■ **Your assignment**: Transcribe exactly each line of the entries, from the opening line to the line with "fields, optional stack", with both of those lines included.

■ **Data for review**:
//! # faultline-errors
//!
//! Standardized application errors drawn from the faultline response catalog.
//!
//! ## Design Philosophy
//!
//! - **Kind**: one enumerated case per catalog entry (e.g. `NotFound`),
//!   carrying the numeric code and default message
//! - **Error**: the uniformly shaped value every operation produces - code,
//!   message, caller-supplied extra fields, optional stack
//! - **Builder**: one generic construction path with a fixed merge order, so
//!   an error built three layers deep looks like one built at the call site
//! - **Log safety**: `to_log_object` produces a plain structured value whose
//!   stack survives, where naive serialization would drop it
//!
//! ## Usage
//!
//! ```rust
//! use faultline_errors::{classify, Error, Kind};
//!
//! let err = Error::build(Kind::NotFound)
//!     .reason("user 42 is missing")
//!     .field("user_id", 42)
//!     .finish();
//!
//! assert_eq!(err.code(), 404);
//! assert_eq!(err.message(), "Not Found: user 42 is missing");
//! assert!(err.is(Kind::NotFound));
//! assert_eq!(classify(&err), Some(Kind::NotFound));
//! ```
//!
//! ## Principles
//!
//! - Construction never fails and never performs I/O
//! - Classification is by code: `err.is(kind)` keeps working no matter how
//!   far the value travels from the construction site
//! - Wrapping an already-wrapped error is flagged in the message, not fatal;
//!   the outer value stays classifiable
//! - External errors are adopted with `Error::wrap` / `Builder::source`,
//!   which preserves their message, backtrace and `source()` chain

mod builder;
mod log;
mod value;

pub use builder::Builder;
pub use log::{to_log_object, ToLogObject};
pub use value::{classify, Error, WRAPPED_KEY};

pub use faultline_responses::Kind;

/// Result type alias using faultline Error
pub type Result<T> = std::result::Result<T, Error>;
//! The response kind catalog

use serde::de::{self, Deserialize, Deserializer};
use serde::ser::{Serialize, Serializer};
use std::fmt;

/// Defines the catalog in one place: variant, wire name, code, default message.
///
/// Everything else (lookup tables, accessors) is generated from this single
/// table so the three representations can never drift apart.
macro_rules! catalog {
    (
        $(
            $(#[$meta:meta])*
            $variant:ident = ($name:literal, $code:literal, $message:literal)
        ),+ $(,)?
    ) => {
        /// A named response kind with a fixed numeric code and default message.
        ///
        /// Users match on `Kind` to decide how to handle specific cases, or use
        /// the code/name accessors when talking to systems that only understand
        /// the numeric or string vocabulary.
        #[derive(Debug, Clone, Copy, PartialEq, Eq, Hash)]
        #[non_exhaustive]
        pub enum Kind {
            $(
                $(#[$meta])*
                $variant,
            )+
        }

        impl Kind {
            /// Every kind in the catalog, in code order.
            pub const ALL: &'static [Kind] = &[$(Kind::$variant),+];

            /// The numeric code for this kind.
            pub const fn code(self) -> u16 {
                match self {
                    $(Kind::$variant => $code,)+
                }
            }

            /// The default human-readable message for this kind.
            pub const fn default_message(self) -> &'static str {
                match self {
                    $(Kind::$variant => $message,)+
                }
            }

            /// The wire name of this kind (e.g. `"notFound"`).
            ///
            /// These names are a stable cross-language vocabulary; they are
            /// deliberately camelCase rather than Rust-style.
            pub const fn name(self) -> &'static str {
                match self {
                    $(Kind::$variant => $name,)+
                }
            }

            /// Look up a kind by its wire name.
            pub fn from_name(name: &str) -> Option<Kind> {
                match name {
                    $($name => Some(Kind::$variant),)+
                    _ => None,
                }
            }

            /// Look up a kind by its numeric code.
            pub fn from_code(code: u16) -> Option<Kind> {
                match code {
                    $($code => Some(Kind::$variant),)+
                    _ => None,
                }
            }
        }
    };
}

catalog! {
    // 1xx - informational
    Continue = ("continue", 100, "Continue"),
    SwitchingProtocols = ("switchingProtocols", 101, "Switching Protocols"),
    Processing = ("processing", 102, "Processing"),

    // 2xx - success
    Ok = ("ok", 200, "OK"),
    Created = ("created", 201, "Created"),
    Accepted = ("accepted", 202, "Accepted"),
    NoContent = ("noContent", 204, "No Content"),

    // 3xx - redirection
    MovedPermanently = ("movedPermanently", 301, "Moved Permanently"),
    Found = ("found", 302, "Found"),
    SeeOther = ("seeOther", 303, "See Other"),
    NotModified = ("notModified", 304, "Not Modified"),
    TemporaryRedirect = ("temporaryRedirect", 307, "Temporary Redirect"),

    // 4xx - client errors
    BadRequest = ("badRequest", 400, "Bad Request"),
    Unauthorized = ("unauthorized", 401, "Unauthorized"),
    PaymentRequired = ("paymentRequired", 402, "Payment Required"),
    Forbidden = ("forbidden", 403, "Forbidden"),
    NotFound = ("notFound", 404, "Not Found"),
    MethodNotAllowed = ("methodNotAllowed", 405, "Method Not Allowed"),
    NotAcceptable = ("notAcceptable", 406, "Not Acceptable"),
    RequestTimeout = ("requestTimeout", 408, "Request Timeout"),
    Conflict = ("conflict", 409, "Conflict"),
    Gone = ("gone", 410, "Gone"),
    PreconditionFailed = ("preconditionFailed", 412, "Precondition Failed"),
    PayloadTooLarge = ("payloadTooLarge", 413, "Payload Too Large"),
    UnsupportedMediaType = ("unsupportedMediaType", 415, "Unsupported Media Type"),
    UnprocessableEntity = ("unprocessableEntity", 422, "Unprocessable Entity"),
    TooManyRequests = ("tooManyRequests", 429, "Too Many Requests"),

    // 5xx - server errors
    Internal = ("internal", 500, "Internal Error"),
    NotImplemented = ("notImplemented", 501, "Not Implemented"),
    BadGateway = ("badGateway", 502, "Bad Gateway"),
    ServiceUnavailable = ("serviceUnavailable", 503, "Service Unavailable"),
    GatewayTimeout = ("gatewayTimeout", 504, "Gateway Timeout"),
    InsufficientStorage = ("insufficientStorage", 507, "Insufficient Storage"),
}

impl Kind {
    /// The conventional predicate name for this kind (e.g. `"isNotFound"`).
    ///
    /// `"is"` plus the wire name with its first letter upper-cased. Kept for
    /// interoperability with consumers that dispatch on predicate names.
    pub fn predicate_name(self) -> String {
        let name = self.name();
        let mut out = String::with_capacity(name.len() + 2);
        out.push_str("is");
        let mut chars = name.chars();
        if let Some(first) = chars.next() {
            out.extend(first.to_uppercase());
            out.push_str(chars.as_str());
        }
        out
    }

    /// Whether this kind represents an actual error (4xx/5xx) as opposed to
    /// an informational or success status.
    pub const fn is_error(self) -> bool {
        self.code() >= 400
    }

    /// Check if this kind is retryable by default
    pub fn is_retryable(self) -> bool {
        matches!(
            self,
            Kind::RequestTimeout
                | Kind::TooManyRequests
                | Kind::BadGateway
                | Kind::ServiceUnavailable
                | Kind::GatewayTimeout
        )
    }
}

impl fmt::Display for Kind {
    fn fmt(&self, f: &mut fmt::Formatter<'_>) -> fmt::Result {
        write!(f, "{}", self.name())
    }
}

// Kinds cross serialization boundaries by wire name, never by variant index,
// so reordering the catalog cannot change the wire format.

impl Serialize for Kind {
    fn serialize<S: Serializer>(&self, serializer: S) -> Result<S::Ok, S::Error> {
        serializer.serialize_str(self.name())
    }
}

impl<'de> Deserialize<'de> for Kind {
    fn deserialize<D: Deserializer<'de>>(deserializer: D) -> Result<Self, D::Error> {
        let name = String::deserialize(deserializer)?;
        Kind::from_name(&name)
            .ok_or_else(|| de::Error::custom(format!("unknown response kind '{}'", name)))
    }
}

#[cfg(test)]
mod tests {
    use super::*;
    use std::collections::HashSet;

    #[test]
    fn test_kind_display() {
        assert_eq!(Kind::NotFound.to_string(), "notFound");
        assert_eq!(Kind::SwitchingProtocols.to_string(), "switchingProtocols");
    }

    #[test]
    fn test_catalog_entries() {
        assert_eq!(Kind::NotFound.code(), 404);
        assert_eq!(Kind::NotFound.default_message(), "Not Found");
        assert_eq!(Kind::Conflict.code(), 409);
        assert_eq!(Kind::Conflict.default_message(), "Conflict");
        assert_eq!(Kind::Internal.code(), 500);
        assert_eq!(Kind::Internal.default_message(), "Internal Error");
    }

    #[test]
    fn test_from_name_round_trip() {
        for kind in Kind::ALL {
            assert_eq!(Kind::from_name(kind.name()), Some(*kind));
        }
        assert_eq!(Kind::from_name("notFound"), Some(Kind::NotFound));
        assert_eq!(Kind::from_name("NotFound"), None);
        assert_eq!(Kind::from_name("teapot"), None);
    }

    #[test]
    fn test_from_code_round_trip() {
        for kind in Kind::ALL {
            assert_eq!(Kind::from_code(kind.code()), Some(*kind));
        }
        assert_eq!(Kind::from_code(404), Some(Kind::NotFound));
        assert_eq!(Kind::from_code(999), None);
    }

    #[test]
    fn test_codes_are_unique() {
        let codes: HashSet<u16> = Kind::ALL.iter().map(|k| k.code()).collect();
        assert_eq!(codes.len(), Kind::ALL.len());
    }

    #[test]
    fn test_predicate_name() {
        assert_eq!(Kind::NotFound.predicate_name(), "isNotFound");
        assert_eq!(Kind::Conflict.predicate_name(), "isConflict");
        assert_eq!(Kind::Ok.predicate_name(), "isOk");
    }

    #[test]
    fn test_is_error() {
        assert!(Kind::NotFound.is_error());
        assert!(Kind::Internal.is_error());
        assert!(!Kind::Ok.is_error());
        assert!(!Kind::Accepted.is_error());
        assert!(!Kind::NotModified.is_error());
    }

    #[test]
    fn test_is_retryable() {
        assert!(Kind::ServiceUnavailable.is_retryable());
        assert!(Kind::TooManyRequests.is_retryable());
        assert!(!Kind::NotFound.is_retryable());
        assert!(!Kind::BadRequest.is_retryable());
    }

    #[test]
    fn test_serde_uses_wire_names() {
        let json = serde_json::to_string(&Kind::NotFound).unwrap();
        assert_eq!(json, r#""notFound""#);

        let kind: Kind = serde_json::from_str(r#""conflict""#).unwrap();
        assert_eq!(kind, Kind::Conflict);

        assert!(serde_json::from_str::<Kind>(r#""teapot""#).is_err());
    }
}
//! Error construction and the merge order

use crate::value::{Error, WRAPPED_KEY};
use faultline_responses::Kind;
use serde_json::{Map, Value};
use std::backtrace::BacktraceStatus;
use std::sync::Arc;

/// Prefix added to the message when construction detects an already-wrapped
/// error being wrapped again.
const NEST_WARNING: &str = "(warning: please do not nest errors) ";

/// Conventional keys under which callers embed a prior error in a data object.
const NESTED_KEYS: [&str; 2] = ["err", "error"];

/// What the merge starts from.
enum Base {
    /// No base; defaults come entirely from the catalog.
    Fresh,
    /// An external error adopted as the base: its message becomes the initial
    /// message, its backtrace (when captured) the stack, and the error itself
    /// is retained for the `source()` chain.
    Adopted(anyhow::Error),
    /// A previously constructed value adopted as the base; all of its fields
    /// carry over and the nested-error guard fires.
    Rewrapped(Error),
}

/// Collects construction inputs, then merges them in a fixed order:
/// catalog defaults < adopted-base fields < explicit data < reason.
///
/// # Example
///
/// ```rust
/// use faultline_errors::{Error, Kind};
///
/// let err = Error::build(Kind::Conflict)
///     .reason("duplicate key")
///     .field("table", "users")
///     .finish();
///
/// assert_eq!(err.message(), "Conflict: duplicate key");
/// assert_eq!(err.extra("table").unwrap(), "users");
/// ```
pub struct Builder {
    kind: Kind,
    reason: Option<String>,
    data: Map<String, Value>,
    base: Base,
}

impl Error {
    /// Start building an error of the given kind.
    pub fn build(kind: Kind) -> Builder {
        Builder {
            kind,
            reason: None,
            data: Map::new(),
            base: Base::Fresh,
        }
    }

    /// Construct from catalog defaults alone.
    pub fn new(kind: Kind) -> Error {
        Error::build(kind).finish()
    }

    /// Construct with a reason appended to the default message.
    pub fn with_reason(kind: Kind, reason: impl Into<String>) -> Error {
        Error::build(kind).reason(reason).finish()
    }

    /// Construct with caller-supplied data fields merged in.
    pub fn with_data(kind: Kind, data: Map<String, Value>) -> Error {
        Error::build(kind).data(data).finish()
    }

    /// Construct by adopting an external error as the base.
    pub fn wrap(kind: Kind, source: impl Into<anyhow::Error>) -> Error {
        Error::build(kind).source(source).finish()
    }
}

impl Builder {
    /// Set the reason string. Appended to the message with a `": "` separator
    /// once all other message composition is done.
    pub fn reason(mut self, reason: impl Into<String>) -> Self {
        self.reason = Some(reason.into());
        self
    }

    /// Add one data field.
    ///
    /// The reserved keys `code`, `message` and `stack` override the
    /// corresponding typed field instead of landing in extras.
    pub fn field(mut self, key: impl Into<String>, value: impl Into<Value>) -> Self {
        self.data.insert(key.into(), value.into());
        self
    }

    /// Merge a whole data object. Later keys win over earlier ones.
    pub fn data(mut self, data: Map<String, Value>) -> Self {
        self.data.extend(data);
        self
    }

    /// Adopt an external error as the base of the merge.
    pub fn source(mut self, source: impl Into<anyhow::Error>) -> Self {
        self.base = Base::Adopted(source.into());
        self
    }

    /// Adopt a previously constructed value as the base of the merge.
    ///
    /// Its fields carry over (including its code, which catalog defaults
    /// never override) and the resulting message is prefixed with the
    /// nesting warning.
    pub fn rewrap(mut self, prior: Error) -> Self {
        self.base = Base::Rewrapped(prior);
        self
    }

    /// Run the merge and produce the error value.
    pub fn finish(self) -> Error {
        let Builder {
            kind,
            reason,
            data,
            base,
        } = self;

        let mut warn = false;

        let (code, mut message, mut stack, mut extras, source) = match base {
            Base::Fresh => (None, String::new(), None, Map::new(), None),
            Base::Adopted(err) => {
                let stack = backtrace_string(&err);
                (None, err.to_string(), stack, Map::new(), Some(Arc::new(err)))
            }
            Base::Rewrapped(prior) => {
                warn = prior.wrapped;
                (
                    Some(prior.code),
                    prior.message,
                    prior.stack,
                    prior.extras,
                    prior.source,
                )
            }
        };

        // Already-wrapped errors embedded under the conventional keys.
        // Absent or non-error-shaped values mean "not nested".
        for key in NESTED_KEYS {
            let tagged = data
                .get(key)
                .and_then(|v| v.get(WRAPPED_KEY))
                .and_then(Value::as_bool)
                .unwrap_or(false);
            if tagged {
                warn = true;
            }
        }

        // Catalog defaults fill only what the base left unset.
        let mut code = code.unwrap_or(kind.code());
        if message.is_empty() {
            message = kind.default_message().to_string();
        }

        // Explicit data wins over defaults and over the adopted base.
        // Reserved keys are intercepted, with invalid shapes treated as
        // absent, so extras can never shadow a typed field.
        for (key, value) in data {
            match key.as_str() {
                "code" => {
                    if let Some(n) = value.as_u64().and_then(|n| u16::try_from(n).ok()) {
                        code = n;
                    }
                }
                "message" => {
                    if let Some(s) = value.as_str() {
                        message = s.to_string();
                    }
                }
                "stack" => {
                    if let Some(s) = value.as_str() {
                        stack = Some(s.to_string());
                    }
                }
                WRAPPED_KEY => {}
                _ => {
                    extras.insert(key, value);
                }
            }
        }

        if let Some(reason) = reason {
            if message.is_empty() {
                message = reason;
            } else {
                message.push_str(": ");
                message.push_str(&reason);
            }
        }

        // An explicitly blanked message with no reason to replace it falls
        // back to the catalog default; a constructed value never carries an
        // empty message.
        if message.is_empty() {
            message = kind.default_message().to_string();
        }

        if warn {
            message.insert_str(0, NEST_WARNING);
        }

        Error {
            code,
            message,
            wrapped: true,
            extras,
            stack,
            source,
        }
    }
}

/// Render a captured backtrace as the stack string. Backtrace capture is
/// runtime-configured (RUST_BACKTRACE / RUST_LIB_BACKTRACE); when disabled
/// there is no stack to carry.
pub(crate) fn backtrace_string(err: &anyhow::Error) -> Option<String> {
    let backtrace = err.backtrace();
    match backtrace.status() {
        BacktraceStatus::Captured => Some(backtrace.to_string()),
        _ => None,
    }
}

■ **Task answer**:
//! # faultline-errors
//!
//! Standardized application errors drawn from the faultline response catalog.
//!
//! ## Design Philosophy
//!
//! - **Kind**: one enumerated case per catalog entry (e.g. `NotFound`),
//!   carrying the numeric code and default message
//! - **Error**: the uniformly shaped value every operation produces - code,
//!   message, caller-supplied extra fields, optional stack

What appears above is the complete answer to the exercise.